Die Welt: “dr Oetker” karmi Polaków przeterminowaną czekoladą? I marcepanem…

Niemieckie media: Znany niemiecki koncern karmi Polaków przeterminowaną czekoladą?

03.01.2024 tysol-niemiecki-koncern-karmi-polakow-przeterminowana-czekolada

– Recykling przeterminowanej czekolady? Zarzuty wobec dr. Oetkera w Polsce – czytamy w internetowej wersji Die Welt

Fabryka dr Oetker Niemieckie media: Znany niemiecki koncern karmi Polaków przeterminowaną czekoladą?

Fabryka dr Oetker / Screen YT Magazyn Śledczy Anity Gargas

– Niemiecka Grupa Oetker część swojego asortymentu produkuje w Polsce. Śledztwo prowadzi teraz prokuratura: przeterminowane produkty mają być poddawane ponownemu przetworzeniu.
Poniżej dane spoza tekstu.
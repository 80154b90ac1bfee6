use std::io::Write;
use std::path::PathBuf;
use std::sync::Arc;

use clap::{Parser, Subcommand};
use color_eyre::Result;
use color_eyre::eyre::WrapErr;
use procfeed::aggregate::Aggregator;
use procfeed::config::{self, Config, load_config, load_config_from_path};
use procfeed::hub::SubscriptionHub;
use procfeed::probe::ProbeAdapter;
use procfeed::server;
use procfeed::system::collector::Collector;
use tokio::net::TcpListener;
use tracing_subscriber::EnvFilter;

#[derive(Parser)]
#[command(
    name = "procfeed",
    about = "Streams per-application process telemetry to WebSocket viewers"
)]
struct Cli {
    /// Path to config file
    #[arg(long, global = true)]
    config: Option<PathBuf>,

    /// Address to listen on, e.g. 127.0.0.1:8080
    #[arg(long, global = true)]
    bind: Option<String>,

    /// Publish interval in milliseconds
    #[arg(long, global = true)]
    interval_ms: Option<u64>,

    /// Polling mode: shared, per_session
    #[arg(long, global = true)]
    poll_mode: Option<String>,

    /// Logging filter (trace, debug, info, warn, error or an EnvFilter directive)
    #[arg(long, default_value = "info", global = true)]
    log_level: String,

    #[command(subcommand)]
    command: Option<Command>,
}

#[derive(Subcommand)]
enum Command {
    /// Serve the live feed (default).
    Serve,
    /// Sample the process table once and print it as JSON.
    Probe,
}

#[tokio::main]
async fn main() -> Result<()> {
    color_eyre::install()?;

    let cli = Cli::parse();

    // stdout belongs to the probe document, so logs always go to stderr.
    let filter = EnvFilter::try_new(&cli.log_level)
        .wrap_err_with(|| format!("invalid log level: {}", cli.log_level))?;
    tracing_subscriber::fmt()
        .with_env_filter(filter)
        .with_writer(std::io::stderr)
        .init();

    match cli.command {
        Some(Command::Probe) => run_probe(),
        Some(Command::Serve) | None => run(load_config_for_cli(&cli)).await,
    }
}

fn run_probe() -> Result<()> {
    let snapshot = Collector::new().sample();
    let mut out = std::io::stdout().lock();
    serde_json::to_writer(&mut out, &snapshot)?;
    writeln!(out)?;
    out.flush()?;
    Ok(())
}

async fn run(config: Config) -> Result<()> {
    let command = config
        .probe_command()
        .wrap_err("resolving probe command")?;
    let adapter = ProbeAdapter::new(command, config.probe_timeout());
    let stats = adapter.stats();
    let aggregator = Aggregator::new(&config.apps.allow_list);
    let settings = config.hub_settings();

    let listener = TcpListener::bind(&config.server.bind)
        .await
        .wrap_err_with(|| format!("binding {}", config.server.bind))?;

    tracing::info!(
        addr = %listener.local_addr()?,
        interval_ms = settings.interval.as_millis() as u64,
        mode = settings.mode.label(),
        probe_timeout_ms = adapter.timeout().as_millis() as u64,
        tracked_apps = aggregator.allow_list_len(),
        "procfeed listening"
    );

    let hub = Arc::new(SubscriptionHub::new(adapter, aggregator, settings));
    server::serve(
        listener,
        hub,
        config.server.channel_capacity,
        shutdown_signal(),
    )
    .await;

    let counters = stats.counters();
    tracing::info!(
        successes = counters.successes,
        timeouts = counters.timeouts,
        non_zero_exits = counters.non_zero_exits,
        malformed_outputs = counters.malformed_outputs,
        launch_failures = counters.launch_failures,
        io_failures = counters.io_failures,
        failures = counters.failures(),
        "procfeed stopped"
    );
    Ok(())
}

async fn shutdown_signal() {
    match tokio::signal::ctrl_c().await {
        Ok(()) => tracing::info!("received Ctrl-C, shutting down"),
        Err(err) => {
            tracing::error!("cannot listen for Ctrl-C: {err}");
            std::future::pending::<()>().await;
        }
    }
}

fn load_config_for_cli(cli: &Cli) -> Config {
    let mut config = match &cli.config {
        Some(path) => load_config_from_path(path),
        None => load_config(),
    };

    if let Some(ref bind) = cli.bind {
        config.server.bind = bind.clone();
    }
    if let Some(interval) = cli.interval_ms {
        config.general.publish_interval_ms = interval;
    }
    if let Some(ref mode) = cli.poll_mode {
        config.general.poll_mode = mode.clone();
    }
    if cli.config.is_none() && config::config_path().is_none() {
        tracing::debug!("no config directory on this platform, using defaults");
    }

    config
}

#[cfg(test)]
mod tests {
    use super::*;

    #[test]
    fn serve_flags_parse_after_subcommand() {
        let cli = Cli::try_parse_from([
            "procfeed",
            "serve",
            "--bind",
            "0.0.0.0:9000",
            "--interval-ms",
            "1000",
            "--poll-mode",
            "per_session",
        ])
        .unwrap();
        assert!(matches!(cli.command, Some(Command::Serve)));
        assert_eq!(cli.bind.as_deref(), Some("0.0.0.0:9000"));
        assert_eq!(cli.interval_ms, Some(1000));
        assert_eq!(cli.poll_mode.as_deref(), Some("per_session"));
    }

    #[test]
    fn serve_flags_parse_without_subcommand() {
        let cli = Cli::try_parse_from(["procfeed", "--bind", "127.0.0.1:9001"]).unwrap();
        assert!(cli.command.is_none());
        assert_eq!(cli.bind.as_deref(), Some("127.0.0.1:9001"));
    }

    #[test]
    fn cli_flags_override_config() {
        let cli = Cli::try_parse_from([
            "procfeed",
            "--config",
            "/nonexistent/procfeed.toml",
            "serve",
            "--bind",
            "0.0.0.0:9000",
            "--interval-ms",
            "500",
        ])
        .unwrap();
        let config = load_config_for_cli(&cli);
        assert_eq!(config.server.bind, "0.0.0.0:9000");
        assert_eq!(config.general.publish_interval_ms, 500);
    }
}
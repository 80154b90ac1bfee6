use std::collections::{HashMap, HashSet};

use crate::system::snapshot::{AppBucket, Snapshot};

/// Groups raw process samples into per-application buckets.
///
/// The allow-list is case-folded once at construction and never changes, so
/// one aggregator can be shared by every session without locking.
#[derive(Debug, Clone, Default)]
pub struct Aggregator {
    allow_list: HashSet<String>,
}

impl Aggregator {
    pub fn new<I, S>(names: I) -> Self
    where
        I: IntoIterator<Item = S>,
        S: AsRef<str>,
    {
        Self {
            allow_list: names
                .into_iter()
                .map(|name| fold(name.as_ref()))
                .filter(|name| !name.is_empty())
                .collect(),
        }
    }

    pub fn is_tracked(&self, name: &str) -> bool {
        self.allow_list.contains(&fold(name))
    }

    pub fn allow_list_len(&self) -> usize {
        self.allow_list.len()
    }

    /// Recompute `apps` from `all_processes`.
    ///
    /// Any `apps` already present in the input are discarded. Buckets come
    /// out in the order their first matching process appears; each bucket
    /// keeps the spelling of that first match. Non-matching processes stay
    /// in `all_processes` only.
    pub fn aggregate(&self, snapshot: Snapshot) -> Snapshot {
        let mut apps: Vec<AppBucket> = Vec::new();
        let mut index_by_name: HashMap<String, usize> = HashMap::new();

        for sample in &snapshot.all_processes {
            let key = fold(&sample.name);
            if !self.allow_list.contains(&key) {
                continue;
            }
            match index_by_name.get(&key) {
                Some(&idx) => {
                    let bucket = &mut apps[idx];
                    bucket.instance_count += 1;
                    bucket.cpu_percent += sample.cpu_percent;
                    bucket.memory_bytes = bucket.memory_bytes.saturating_add(sample.memory_bytes);
                }
                None => {
                    index_by_name.insert(key, apps.len());
                    apps.push(AppBucket {
                        name: sample.name.clone(),
                        instance_count: 1,
                        cpu_percent: sample.cpu_percent,
                        memory_bytes: sample.memory_bytes,
                    });
                }
            }
        }

        Snapshot { apps, ..snapshot }
    }
}

fn fold(name: &str) -> String {
    name.to_lowercase()
}

#[cfg(test)]
mod tests {
    use super::*;
    use crate::system::snapshot::ProcessSample;

    fn sample(name: &str, pid: u32, cpu: f64, memory: u64) -> ProcessSample {
        ProcessSample {
            name: name.to_string(),
            pid,
            cpu_percent: cpu,
            memory_bytes: memory,
        }
    }

    #[test]
    fn matching_is_case_insensitive() {
        let aggregator = Aggregator::new(["Chrome.EXE"]);
        assert!(aggregator.is_tracked("chrome.exe"));
        assert!(aggregator.is_tracked("CHROME.exe"));
        assert!(!aggregator.is_tracked("chromium.exe"));
    }

    #[test]
    fn case_variants_share_one_bucket() {
        let aggregator = Aggregator::new(["code.exe"]);
        let raw = Snapshot {
            all_processes: vec![
                sample("Code.exe", 1, 1.0, 10),
                sample("code.exe", 2, 2.0, 20),
            ],
            ..Snapshot::default()
        };
        let out = aggregator.aggregate(raw);
        assert_eq!(out.apps.len(), 1);
        assert_eq!(out.apps[0].name, "Code.exe");
        assert_eq!(out.apps[0].instance_count, 2);
        assert_eq!(out.apps[0].memory_bytes, 30);
    }

    #[test]
    fn buckets_follow_first_seen_order() {
        let aggregator = Aggregator::new(["a.exe", "b.exe", "c.exe"]);
        let raw = Snapshot {
            all_processes: vec![
                sample("c.exe", 1, 0.0, 1),
                sample("a.exe", 2, 0.0, 1),
                sample("c.exe", 3, 0.0, 1),
            ],
            ..Snapshot::default()
        };
        let names: Vec<String> = aggregator
            .aggregate(raw)
            .apps
            .into_iter()
            .map(|b| b.name)
            .collect();
        assert_eq!(names, vec!["c.exe", "a.exe"]);
    }

    #[test]
    fn stale_apps_are_replaced() {
        let aggregator = Aggregator::new(["node.exe"]);
        let raw = Snapshot {
            apps: vec![AppBucket {
                name: "ghost.exe".into(),
                instance_count: 9,
                cpu_percent: 99.0,
                memory_bytes: 999,
            }],
            ..Snapshot::default()
        };
        assert!(aggregator.aggregate(raw).apps.is_empty());
    }

    #[test]
    fn empty_allow_list_produces_no_buckets() {
        let aggregator = Aggregator::new(Vec::<String>::new());
        let raw = Snapshot {
            all_processes: vec![sample("node.exe", 1, 1.0, 1)],
            ..Snapshot::default()
        };
        let out = aggregator.aggregate(raw);
        assert!(out.apps.is_empty());
        assert_eq!(out.all_processes.len(), 1);
    }
}
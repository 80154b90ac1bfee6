//! Subscriber lifecycle and publish cadence.
//!
//! Every session gets one immediate fetch → aggregate → push cycle when it
//! subscribes. After that, snapshots come either from one shared poll loop
//! broadcasting to all sessions (`PollMode::Shared`) or from a timer owned
//! by the session itself (`PollMode::PerSession`). Either way a tick that
//! fires while a cycle is still running is skipped, so each loop has at
//! most one probe call in flight.

mod session;

use std::collections::HashMap;
use std::sync::Arc;
use std::sync::atomic::{AtomicBool, AtomicU64, Ordering};
use std::time::Duration;

use parking_lot::Mutex;
use tokio::sync::broadcast::{self, error::RecvError};
use tokio::sync::mpsc;
use tokio::task::JoinHandle;
use tokio::time::{Instant, MissedTickBehavior};

use crate::aggregate::Aggregator;
use crate::probe::SnapshotSource;
use crate::system::history::{self, HistoryFrame, RollingHistory};
use crate::system::snapshot::Snapshot;

pub use session::{PublishOutcome, Push, SessionHandle, SessionId};
use session::{ClientSession, Outlet, deliver};

const FEED_CAPACITY: usize = 4;

/// A shared-loop snapshot, stamped with the instant its probe started.
#[derive(Clone)]
struct FeedItem {
    started: Instant,
    snapshot: Arc<Snapshot>,
}

#[derive(Debug, Clone, Copy, PartialEq, Eq, Default)]
pub enum PollMode {
    #[default]
    Shared,
    PerSession,
}

impl PollMode {
    pub fn from_str_config(s: &str) -> Self {
        match s.to_lowercase().replace('-', "_").as_str() {
            "per_session" | "session" => PollMode::PerSession,
            _ => PollMode::Shared,
        }
    }

    pub fn label(self) -> &'static str {
        match self {
            PollMode::Shared => "shared",
            PollMode::PerSession => "per_session",
        }
    }
}

#[derive(Debug, Clone)]
pub struct HubSettings {
    pub interval: Duration,
    pub mode: PollMode,
    pub history_capacity: usize,
}

impl Default for HubSettings {
    fn default() -> Self {
        Self {
            interval: Duration::from_millis(3000),
            mode: PollMode::Shared,
            history_capacity: history::DEFAULT_CAPACITY,
        }
    }
}

struct Pipeline<S> {
    source: S,
    aggregator: Aggregator,
}

impl<S: SnapshotSource> Pipeline<S> {
    async fn cycle(&self) -> Arc<Snapshot> {
        let raw = self.source.fetch().await;
        Arc::new(self.aggregator.aggregate(raw))
    }
}

/// Owns every live session. Construct one per endpoint and share it behind
/// an `Arc`; `subscribe` must be called from inside a tokio runtime.
pub struct SubscriptionHub<S> {
    pipeline: Arc<Pipeline<S>>,
    settings: HubSettings,
    sessions: Mutex<HashMap<SessionId, ClientSession>>,
    next_id: AtomicU64,
    feed: broadcast::Sender<FeedItem>,
    poller: Mutex<Option<JoinHandle<()>>>,
    closed: AtomicBool,
}

impl<S: SnapshotSource> SubscriptionHub<S> {
    pub fn new(source: S, aggregator: Aggregator, settings: HubSettings) -> Self {
        let (feed, _) = broadcast::channel(FEED_CAPACITY);
        Self {
            pipeline: Arc::new(Pipeline { source, aggregator }),
            settings,
            sessions: Mutex::new(HashMap::new()),
            next_id: AtomicU64::new(1),
            feed,
            poller: Mutex::new(None),
            closed: AtomicBool::new(false),
        }
    }

    pub fn settings(&self) -> &HubSettings {
        &self.settings
    }

    pub fn source(&self) -> &S {
        &self.pipeline.source
    }

    /// Start a session publishing into `sink`.
    ///
    /// Returns `None` once the hub has been shut down; the sink is dropped
    /// so the viewer's receiver closes.
    pub fn subscribe(&self, sink: mpsc::Sender<Push>) -> Option<SessionHandle> {
        // Held across spawn and insert so `shutdown` cannot run in between.
        let mut sessions = self.sessions.lock();
        if self.closed.load(Ordering::Acquire) {
            tracing::debug!("hub closed, refusing session");
            return None;
        }

        let id = SessionId(self.next_id.fetch_add(1, Ordering::Relaxed));
        let outlet = Arc::new(Outlet::new(sink));
        let history = Arc::new(Mutex::new(RollingHistory::new(
            self.settings.history_capacity,
        )));

        let feed = match self.settings.mode {
            PollMode::Shared => {
                self.ensure_poller();
                Some(self.feed.subscribe())
            }
            PollMode::PerSession => None,
        };

        let task = tokio::spawn(run_session(
            id,
            Arc::clone(&self.pipeline),
            Arc::clone(&outlet),
            Arc::clone(&history),
            feed,
            self.settings.interval,
        ));

        sessions.insert(
            id,
            ClientSession {
                outlet,
                history,
                task,
            },
        );
        tracing::info!(session = %id, mode = self.settings.mode.label(), "session subscribed");
        Some(SessionHandle { id })
    }

    /// End a session. Once this returns no further push reaches its viewer.
    pub fn unsubscribe(&self, handle: SessionHandle) -> bool {
        let Some(session) = self.sessions.lock().remove(&handle.id) else {
            return false;
        };
        session.cancel();
        tracing::info!(session = %handle.id, "session unsubscribed");
        true
    }

    pub fn session_count(&self) -> usize {
        self.sessions.lock().len()
    }

    pub fn history(&self, id: SessionId) -> Option<HistoryFrame> {
        let sessions = self.sessions.lock();
        sessions.get(&id).map(|session| session.history.lock().frame())
    }

    pub fn is_closed(&self) -> bool {
        self.closed.load(Ordering::Acquire)
    }

    /// Cancel every session, stop the shared poll loop and refuse any
    /// later `subscribe`.
    pub fn shutdown(&self) {
        let drained: Vec<ClientSession> = {
            let mut sessions = self.sessions.lock();
            self.closed.store(true, Ordering::Release);
            sessions.drain().map(|(_, session)| session).collect()
        };
        let count = drained.len();
        for session in drained {
            session.cancel();
        }
        if let Some(poller) = self.poller.lock().take() {
            poller.abort();
        }
        tracing::debug!(sessions = count, "hub shut down");
    }

    fn ensure_poller(&self) {
        let mut poller = self.poller.lock();
        if poller.is_some() {
            return;
        }
        *poller = Some(tokio::spawn(poll_shared(
            Arc::clone(&self.pipeline),
            self.feed.clone(),
            self.settings.interval,
        )));
    }
}

impl<S> Drop for SubscriptionHub<S> {
    fn drop(&mut self) {
        for (_, session) in self.sessions.get_mut().drain() {
            session.cancel();
        }
        if let Some(poller) = self.poller.get_mut().take() {
            poller.abort();
        }
    }
}

fn ticker(interval: Duration) -> tokio::time::Interval {
    let mut ticker = tokio::time::interval_at(Instant::now() + interval, interval);
    ticker.set_missed_tick_behavior(MissedTickBehavior::Skip);
    ticker
}

async fn poll_shared<S: SnapshotSource>(
    pipeline: Arc<Pipeline<S>>,
    feed: broadcast::Sender<FeedItem>,
    interval: Duration,
) {
    let mut ticker = ticker(interval);
    loop {
        ticker.tick().await;
        if feed.receiver_count() == 0 {
            tracing::trace!("no subscribers, skipping probe");
            continue;
        }
        let started = Instant::now();
        let snapshot = pipeline.cycle().await;
        tracing::debug!(
            apps = snapshot.apps.len(),
            processes = snapshot.all_processes.len(),
            subscribers = feed.receiver_count(),
            "broadcasting snapshot"
        );
        // Fails only if every subscriber left while the probe ran.
        let _ = feed.send(FeedItem { started, snapshot });
    }
}

async fn run_session<S: SnapshotSource>(
    id: SessionId,
    pipeline: Arc<Pipeline<S>>,
    outlet: Arc<Outlet>,
    history: Arc<Mutex<RollingHistory>>,
    feed: Option<broadcast::Receiver<FeedItem>>,
    interval: Duration,
) {
    let subscribed = Instant::now();
    let first = pipeline.cycle().await;
    if deliver(id, &outlet, &history, first) == PublishOutcome::Cancelled {
        return;
    }

    match feed {
        Some(mut feed) => loop {
            let item = match feed.recv().await {
                Ok(item) => item,
                Err(RecvError::Lagged(skipped)) => {
                    tracing::debug!(session = %id, skipped, "session fell behind shared feed");
                    continue;
                }
                Err(RecvError::Closed) => break,
            };
            // Older than the immediate snapshot already delivered.
            if item.started < subscribed {
                tracing::trace!(session = %id, "dropping stale shared snapshot");
                continue;
            }
            if deliver(id, &outlet, &history, item.snapshot) == PublishOutcome::Cancelled {
                break;
            }
        },
        None => {
            let mut ticker = ticker(interval);
            loop {
                ticker.tick().await;
                let snapshot = pipeline.cycle().await;
                if deliver(id, &outlet, &history, snapshot) == PublishOutcome::Cancelled {
                    break;
                }
            }
        }
    }
    tracing::debug!(session = %id, "session task finished");
}

#[cfg(test)]
mod tests {
    use super::*;

    #[test]
    fn poll_mode_parses_config_strings() {
        assert_eq!(PollMode::from_str_config("shared"), PollMode::Shared);
        assert_eq!(PollMode::from_str_config("per_session"), PollMode::PerSession);
        assert_eq!(PollMode::from_str_config("Per-Session"), PollMode::PerSession);
        assert_eq!(PollMode::from_str_config("bogus"), PollMode::Shared);
    }

    #[test]
    fn default_settings_match_publish_cadence() {
        let settings = HubSettings::default();
        assert_eq!(settings.interval, Duration::from_millis(3000));
        assert_eq!(settings.mode, PollMode::Shared);
        assert_eq!(settings.history_capacity, 20);
    }
}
Pracownicy obciążają firmę i zgłaszają, że w pracy panuje atmosfera strachu. – pisze na łamach internetowej wersji Die Welt Aleksandra Fedorska.

Śledztwo Magazynu Śledczego Anity Gargas

W Polsce śledztwem dziennikarskim ws. sytuacji w zakładach niemieckiego koncerny Dr Oetker, zajmował się Magazyn Śledczy Anity Gargas TVP – „Przepakowywanie produktów w nowe opakowania z nową datą, ścieranie znakowań z nakrętek butelek i nadrukowywanie nowych” – twórcy „Magazynu śledczego Anity Gargas” twierdzili, że dotarli do dowodów na niedopuszczalne praktyki znanego niemieckiego koncernu.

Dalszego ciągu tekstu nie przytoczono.